## Exercise material
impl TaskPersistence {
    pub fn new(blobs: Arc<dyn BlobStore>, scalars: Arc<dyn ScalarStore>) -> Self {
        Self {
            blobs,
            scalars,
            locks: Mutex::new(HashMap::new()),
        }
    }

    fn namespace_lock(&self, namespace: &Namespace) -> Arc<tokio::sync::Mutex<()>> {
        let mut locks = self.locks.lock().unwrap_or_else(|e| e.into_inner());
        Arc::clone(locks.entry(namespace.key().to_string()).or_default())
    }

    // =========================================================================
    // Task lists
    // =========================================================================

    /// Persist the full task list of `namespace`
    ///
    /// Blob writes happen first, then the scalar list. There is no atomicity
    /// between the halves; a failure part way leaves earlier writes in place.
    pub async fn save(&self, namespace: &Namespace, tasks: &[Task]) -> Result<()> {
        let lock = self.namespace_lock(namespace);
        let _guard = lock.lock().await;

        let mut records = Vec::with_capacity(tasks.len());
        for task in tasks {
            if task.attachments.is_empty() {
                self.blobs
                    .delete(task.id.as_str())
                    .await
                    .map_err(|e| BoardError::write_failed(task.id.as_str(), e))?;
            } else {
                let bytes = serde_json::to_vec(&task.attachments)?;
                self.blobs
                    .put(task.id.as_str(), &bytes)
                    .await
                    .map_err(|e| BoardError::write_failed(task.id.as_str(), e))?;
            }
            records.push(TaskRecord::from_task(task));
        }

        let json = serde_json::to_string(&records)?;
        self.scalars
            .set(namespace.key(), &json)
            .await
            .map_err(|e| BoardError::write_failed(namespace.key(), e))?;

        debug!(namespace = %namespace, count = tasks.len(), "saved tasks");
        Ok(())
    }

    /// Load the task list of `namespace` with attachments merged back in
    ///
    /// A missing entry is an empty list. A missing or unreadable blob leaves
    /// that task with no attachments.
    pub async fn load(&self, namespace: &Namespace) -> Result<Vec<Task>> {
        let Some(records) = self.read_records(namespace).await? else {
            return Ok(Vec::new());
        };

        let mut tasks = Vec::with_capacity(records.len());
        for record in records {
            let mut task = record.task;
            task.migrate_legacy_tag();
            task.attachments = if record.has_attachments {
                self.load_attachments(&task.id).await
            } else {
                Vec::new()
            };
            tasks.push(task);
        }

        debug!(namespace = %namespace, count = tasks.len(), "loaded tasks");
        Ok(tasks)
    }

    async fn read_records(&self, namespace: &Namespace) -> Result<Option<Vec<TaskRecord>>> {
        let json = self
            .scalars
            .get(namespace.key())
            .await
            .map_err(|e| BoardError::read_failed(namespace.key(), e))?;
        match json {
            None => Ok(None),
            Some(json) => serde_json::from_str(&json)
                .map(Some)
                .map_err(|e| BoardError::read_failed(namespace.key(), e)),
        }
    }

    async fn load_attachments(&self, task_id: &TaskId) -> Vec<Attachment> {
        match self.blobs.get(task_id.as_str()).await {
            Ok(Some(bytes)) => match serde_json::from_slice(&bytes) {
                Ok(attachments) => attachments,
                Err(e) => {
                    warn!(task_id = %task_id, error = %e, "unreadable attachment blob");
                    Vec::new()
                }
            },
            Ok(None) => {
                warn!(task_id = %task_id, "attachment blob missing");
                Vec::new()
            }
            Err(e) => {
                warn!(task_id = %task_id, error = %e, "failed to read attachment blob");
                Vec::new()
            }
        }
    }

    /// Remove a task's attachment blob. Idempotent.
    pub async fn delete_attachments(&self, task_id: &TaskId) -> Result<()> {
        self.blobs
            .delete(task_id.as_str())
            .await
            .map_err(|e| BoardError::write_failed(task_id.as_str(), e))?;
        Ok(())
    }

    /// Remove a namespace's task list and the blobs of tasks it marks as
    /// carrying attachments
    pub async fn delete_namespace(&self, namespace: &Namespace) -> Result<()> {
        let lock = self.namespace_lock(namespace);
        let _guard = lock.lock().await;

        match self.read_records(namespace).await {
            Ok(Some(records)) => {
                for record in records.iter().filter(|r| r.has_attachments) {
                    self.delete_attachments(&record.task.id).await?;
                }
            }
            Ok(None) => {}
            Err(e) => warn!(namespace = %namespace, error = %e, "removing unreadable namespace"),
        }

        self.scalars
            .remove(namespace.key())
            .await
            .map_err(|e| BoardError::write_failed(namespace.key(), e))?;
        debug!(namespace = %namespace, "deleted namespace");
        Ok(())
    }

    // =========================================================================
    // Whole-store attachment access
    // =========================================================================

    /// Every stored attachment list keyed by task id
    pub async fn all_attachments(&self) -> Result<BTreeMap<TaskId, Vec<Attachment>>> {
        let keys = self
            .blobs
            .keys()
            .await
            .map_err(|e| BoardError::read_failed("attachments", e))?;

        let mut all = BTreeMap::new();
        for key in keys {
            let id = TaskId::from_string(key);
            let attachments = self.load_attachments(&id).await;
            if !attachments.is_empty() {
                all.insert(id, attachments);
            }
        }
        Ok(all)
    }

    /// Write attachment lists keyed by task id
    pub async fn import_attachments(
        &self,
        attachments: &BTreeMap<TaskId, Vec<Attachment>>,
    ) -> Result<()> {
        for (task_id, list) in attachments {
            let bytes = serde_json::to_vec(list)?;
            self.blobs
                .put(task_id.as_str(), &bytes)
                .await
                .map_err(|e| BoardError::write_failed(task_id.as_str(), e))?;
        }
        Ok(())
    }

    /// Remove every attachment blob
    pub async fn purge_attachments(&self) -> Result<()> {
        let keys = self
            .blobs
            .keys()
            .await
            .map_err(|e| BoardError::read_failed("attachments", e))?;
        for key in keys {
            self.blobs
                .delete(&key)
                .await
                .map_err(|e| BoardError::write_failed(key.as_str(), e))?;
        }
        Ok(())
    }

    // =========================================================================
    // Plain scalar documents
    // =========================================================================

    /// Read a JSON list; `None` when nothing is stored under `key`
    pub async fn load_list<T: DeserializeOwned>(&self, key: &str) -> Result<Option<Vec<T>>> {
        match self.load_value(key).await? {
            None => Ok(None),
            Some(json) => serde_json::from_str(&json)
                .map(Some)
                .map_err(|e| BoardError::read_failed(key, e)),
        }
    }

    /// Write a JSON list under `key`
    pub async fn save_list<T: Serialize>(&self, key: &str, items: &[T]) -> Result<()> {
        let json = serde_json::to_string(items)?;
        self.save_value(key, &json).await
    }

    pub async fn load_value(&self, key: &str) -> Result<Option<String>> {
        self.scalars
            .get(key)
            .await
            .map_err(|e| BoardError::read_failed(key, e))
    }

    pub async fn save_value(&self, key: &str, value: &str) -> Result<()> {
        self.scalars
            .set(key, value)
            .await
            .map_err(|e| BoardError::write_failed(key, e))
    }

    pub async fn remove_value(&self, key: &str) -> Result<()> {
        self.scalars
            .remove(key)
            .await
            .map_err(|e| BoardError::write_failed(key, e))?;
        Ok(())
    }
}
...
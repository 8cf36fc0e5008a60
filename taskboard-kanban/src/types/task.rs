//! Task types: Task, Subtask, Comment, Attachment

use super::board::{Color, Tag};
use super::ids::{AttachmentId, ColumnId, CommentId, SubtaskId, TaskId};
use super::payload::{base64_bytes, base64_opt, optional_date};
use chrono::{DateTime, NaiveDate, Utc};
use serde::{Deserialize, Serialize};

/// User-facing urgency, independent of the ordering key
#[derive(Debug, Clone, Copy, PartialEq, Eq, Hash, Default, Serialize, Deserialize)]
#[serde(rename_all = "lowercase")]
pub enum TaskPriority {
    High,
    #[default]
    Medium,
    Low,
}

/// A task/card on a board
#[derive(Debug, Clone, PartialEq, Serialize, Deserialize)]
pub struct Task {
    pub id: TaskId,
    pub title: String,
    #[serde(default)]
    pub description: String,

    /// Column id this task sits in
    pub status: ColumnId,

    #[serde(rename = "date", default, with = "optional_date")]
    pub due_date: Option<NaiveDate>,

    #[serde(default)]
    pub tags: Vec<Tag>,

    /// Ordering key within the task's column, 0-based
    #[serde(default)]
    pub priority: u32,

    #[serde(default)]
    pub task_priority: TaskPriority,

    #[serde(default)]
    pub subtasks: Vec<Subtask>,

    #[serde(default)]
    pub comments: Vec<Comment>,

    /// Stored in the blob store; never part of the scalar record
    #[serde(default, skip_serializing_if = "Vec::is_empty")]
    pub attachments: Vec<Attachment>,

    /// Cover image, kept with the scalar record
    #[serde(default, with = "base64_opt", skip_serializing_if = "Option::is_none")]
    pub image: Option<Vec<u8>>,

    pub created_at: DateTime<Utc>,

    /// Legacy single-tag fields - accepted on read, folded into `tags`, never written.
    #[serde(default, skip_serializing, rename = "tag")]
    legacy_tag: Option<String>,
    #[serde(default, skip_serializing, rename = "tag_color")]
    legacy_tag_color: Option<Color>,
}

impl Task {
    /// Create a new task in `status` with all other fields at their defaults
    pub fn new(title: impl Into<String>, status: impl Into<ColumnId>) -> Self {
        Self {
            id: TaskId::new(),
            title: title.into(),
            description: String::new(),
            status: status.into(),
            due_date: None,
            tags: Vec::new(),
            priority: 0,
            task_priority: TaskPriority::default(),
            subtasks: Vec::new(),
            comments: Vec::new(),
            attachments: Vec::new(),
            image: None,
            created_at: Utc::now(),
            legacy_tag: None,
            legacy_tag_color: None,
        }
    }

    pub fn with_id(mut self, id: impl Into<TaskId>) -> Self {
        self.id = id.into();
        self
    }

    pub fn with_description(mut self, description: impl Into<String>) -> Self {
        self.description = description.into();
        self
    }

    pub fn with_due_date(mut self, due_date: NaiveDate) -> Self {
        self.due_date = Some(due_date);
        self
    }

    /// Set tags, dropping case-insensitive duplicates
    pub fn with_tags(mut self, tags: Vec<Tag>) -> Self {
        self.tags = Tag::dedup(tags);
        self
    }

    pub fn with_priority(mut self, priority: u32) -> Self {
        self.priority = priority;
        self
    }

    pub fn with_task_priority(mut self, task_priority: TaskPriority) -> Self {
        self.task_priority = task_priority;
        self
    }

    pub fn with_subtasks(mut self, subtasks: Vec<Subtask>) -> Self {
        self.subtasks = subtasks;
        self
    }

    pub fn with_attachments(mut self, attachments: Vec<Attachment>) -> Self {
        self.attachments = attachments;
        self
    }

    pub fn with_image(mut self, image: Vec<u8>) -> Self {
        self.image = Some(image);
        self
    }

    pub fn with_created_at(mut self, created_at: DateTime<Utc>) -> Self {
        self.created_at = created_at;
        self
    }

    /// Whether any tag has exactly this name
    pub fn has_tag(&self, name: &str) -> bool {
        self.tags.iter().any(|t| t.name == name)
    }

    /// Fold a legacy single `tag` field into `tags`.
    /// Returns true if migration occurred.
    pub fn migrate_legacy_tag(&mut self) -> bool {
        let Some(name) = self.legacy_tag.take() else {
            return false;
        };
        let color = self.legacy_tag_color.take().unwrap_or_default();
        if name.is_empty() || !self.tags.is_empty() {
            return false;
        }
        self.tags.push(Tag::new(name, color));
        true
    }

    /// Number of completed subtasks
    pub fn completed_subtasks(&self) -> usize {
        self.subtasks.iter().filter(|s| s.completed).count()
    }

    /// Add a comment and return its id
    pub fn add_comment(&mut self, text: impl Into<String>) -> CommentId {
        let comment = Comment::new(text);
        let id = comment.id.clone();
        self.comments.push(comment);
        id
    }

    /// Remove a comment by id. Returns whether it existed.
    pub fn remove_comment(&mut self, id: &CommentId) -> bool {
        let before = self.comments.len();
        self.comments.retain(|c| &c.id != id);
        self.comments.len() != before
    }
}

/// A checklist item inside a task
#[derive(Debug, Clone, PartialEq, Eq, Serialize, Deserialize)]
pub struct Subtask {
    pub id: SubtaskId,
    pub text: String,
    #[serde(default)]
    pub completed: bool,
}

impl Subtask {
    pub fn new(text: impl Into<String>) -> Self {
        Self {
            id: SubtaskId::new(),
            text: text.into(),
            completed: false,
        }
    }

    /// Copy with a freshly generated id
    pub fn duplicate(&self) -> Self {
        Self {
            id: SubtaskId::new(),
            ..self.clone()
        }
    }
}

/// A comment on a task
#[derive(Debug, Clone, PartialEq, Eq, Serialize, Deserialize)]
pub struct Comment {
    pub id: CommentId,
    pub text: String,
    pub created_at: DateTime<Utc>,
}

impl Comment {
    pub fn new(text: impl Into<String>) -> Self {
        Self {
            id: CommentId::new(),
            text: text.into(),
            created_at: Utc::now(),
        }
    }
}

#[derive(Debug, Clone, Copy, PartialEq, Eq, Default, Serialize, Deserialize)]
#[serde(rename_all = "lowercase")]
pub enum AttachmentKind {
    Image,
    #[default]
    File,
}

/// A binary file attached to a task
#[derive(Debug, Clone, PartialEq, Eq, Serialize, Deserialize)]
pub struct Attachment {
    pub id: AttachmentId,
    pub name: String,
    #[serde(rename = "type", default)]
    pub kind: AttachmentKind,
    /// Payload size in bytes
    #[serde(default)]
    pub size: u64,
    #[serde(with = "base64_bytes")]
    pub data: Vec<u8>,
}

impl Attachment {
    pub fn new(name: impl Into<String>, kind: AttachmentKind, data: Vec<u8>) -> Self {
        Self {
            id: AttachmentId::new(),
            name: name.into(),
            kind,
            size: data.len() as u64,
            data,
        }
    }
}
---
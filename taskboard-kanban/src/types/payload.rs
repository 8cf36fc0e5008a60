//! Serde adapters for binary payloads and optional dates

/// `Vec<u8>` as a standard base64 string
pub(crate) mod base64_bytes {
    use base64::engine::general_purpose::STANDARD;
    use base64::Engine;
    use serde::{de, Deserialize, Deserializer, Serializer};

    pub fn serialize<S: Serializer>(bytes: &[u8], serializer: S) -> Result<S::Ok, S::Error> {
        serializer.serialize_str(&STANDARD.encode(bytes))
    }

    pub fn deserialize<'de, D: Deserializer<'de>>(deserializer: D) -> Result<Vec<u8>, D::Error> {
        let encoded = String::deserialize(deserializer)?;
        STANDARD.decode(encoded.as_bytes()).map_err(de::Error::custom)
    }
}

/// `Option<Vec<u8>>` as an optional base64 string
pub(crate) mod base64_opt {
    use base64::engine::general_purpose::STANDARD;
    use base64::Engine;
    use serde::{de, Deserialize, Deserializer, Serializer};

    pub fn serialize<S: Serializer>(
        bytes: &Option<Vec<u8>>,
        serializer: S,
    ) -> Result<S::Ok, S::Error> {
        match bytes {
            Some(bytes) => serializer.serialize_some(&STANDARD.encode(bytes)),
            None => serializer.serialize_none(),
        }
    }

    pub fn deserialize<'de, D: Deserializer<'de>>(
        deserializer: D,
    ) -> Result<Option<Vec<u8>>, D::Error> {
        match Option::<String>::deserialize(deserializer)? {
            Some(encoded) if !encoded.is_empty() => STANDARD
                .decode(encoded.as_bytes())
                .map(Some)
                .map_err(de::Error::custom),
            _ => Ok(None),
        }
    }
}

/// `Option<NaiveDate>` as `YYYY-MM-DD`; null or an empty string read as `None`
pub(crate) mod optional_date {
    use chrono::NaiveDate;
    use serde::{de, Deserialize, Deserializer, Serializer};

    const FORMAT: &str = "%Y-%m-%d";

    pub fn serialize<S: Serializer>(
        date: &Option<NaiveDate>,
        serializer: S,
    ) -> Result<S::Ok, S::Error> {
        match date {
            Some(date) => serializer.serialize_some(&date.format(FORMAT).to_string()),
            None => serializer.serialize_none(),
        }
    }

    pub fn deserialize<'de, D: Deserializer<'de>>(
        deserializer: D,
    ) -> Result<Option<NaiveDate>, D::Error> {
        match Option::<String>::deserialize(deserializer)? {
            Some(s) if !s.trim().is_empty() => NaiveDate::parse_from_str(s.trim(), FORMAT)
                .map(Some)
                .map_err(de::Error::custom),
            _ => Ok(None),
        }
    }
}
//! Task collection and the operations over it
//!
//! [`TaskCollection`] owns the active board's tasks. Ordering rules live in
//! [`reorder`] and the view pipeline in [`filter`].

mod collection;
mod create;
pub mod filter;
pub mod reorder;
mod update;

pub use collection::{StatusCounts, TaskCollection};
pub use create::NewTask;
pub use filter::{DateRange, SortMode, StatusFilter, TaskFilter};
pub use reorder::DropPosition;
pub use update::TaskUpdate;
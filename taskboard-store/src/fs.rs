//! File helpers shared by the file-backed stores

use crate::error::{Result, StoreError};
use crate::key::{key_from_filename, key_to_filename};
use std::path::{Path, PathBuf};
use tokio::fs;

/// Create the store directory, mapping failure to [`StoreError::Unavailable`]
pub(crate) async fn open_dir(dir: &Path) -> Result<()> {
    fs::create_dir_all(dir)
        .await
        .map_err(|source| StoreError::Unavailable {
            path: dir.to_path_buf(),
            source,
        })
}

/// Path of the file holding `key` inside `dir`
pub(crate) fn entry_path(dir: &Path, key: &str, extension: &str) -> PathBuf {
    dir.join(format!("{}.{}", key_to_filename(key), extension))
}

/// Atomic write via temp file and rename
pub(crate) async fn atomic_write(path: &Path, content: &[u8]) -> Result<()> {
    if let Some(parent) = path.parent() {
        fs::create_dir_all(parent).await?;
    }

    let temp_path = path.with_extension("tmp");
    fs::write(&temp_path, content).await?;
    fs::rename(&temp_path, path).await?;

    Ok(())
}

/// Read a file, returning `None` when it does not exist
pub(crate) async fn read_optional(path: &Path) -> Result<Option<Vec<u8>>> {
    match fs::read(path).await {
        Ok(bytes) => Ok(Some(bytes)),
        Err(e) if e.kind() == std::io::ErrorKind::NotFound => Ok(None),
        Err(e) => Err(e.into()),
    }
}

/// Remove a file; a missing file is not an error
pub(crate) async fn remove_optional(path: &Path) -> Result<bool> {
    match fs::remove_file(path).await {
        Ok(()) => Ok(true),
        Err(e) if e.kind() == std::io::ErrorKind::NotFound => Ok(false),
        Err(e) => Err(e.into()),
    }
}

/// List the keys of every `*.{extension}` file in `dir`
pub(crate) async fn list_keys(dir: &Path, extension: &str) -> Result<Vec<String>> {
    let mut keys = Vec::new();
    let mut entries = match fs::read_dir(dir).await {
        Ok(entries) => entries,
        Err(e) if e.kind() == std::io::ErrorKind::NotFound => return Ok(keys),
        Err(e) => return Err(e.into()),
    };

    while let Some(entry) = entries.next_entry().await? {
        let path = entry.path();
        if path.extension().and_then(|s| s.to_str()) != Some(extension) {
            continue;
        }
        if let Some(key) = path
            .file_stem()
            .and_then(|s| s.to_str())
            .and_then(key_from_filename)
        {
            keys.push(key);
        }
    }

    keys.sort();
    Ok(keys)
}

## Your instructions
Copy every line that includes the string "kanban" from the material above.

## Answer to the problem
filename taskboard-kanban/src/types/task.rs
filename taskboard-kanban/src/types/payload.rs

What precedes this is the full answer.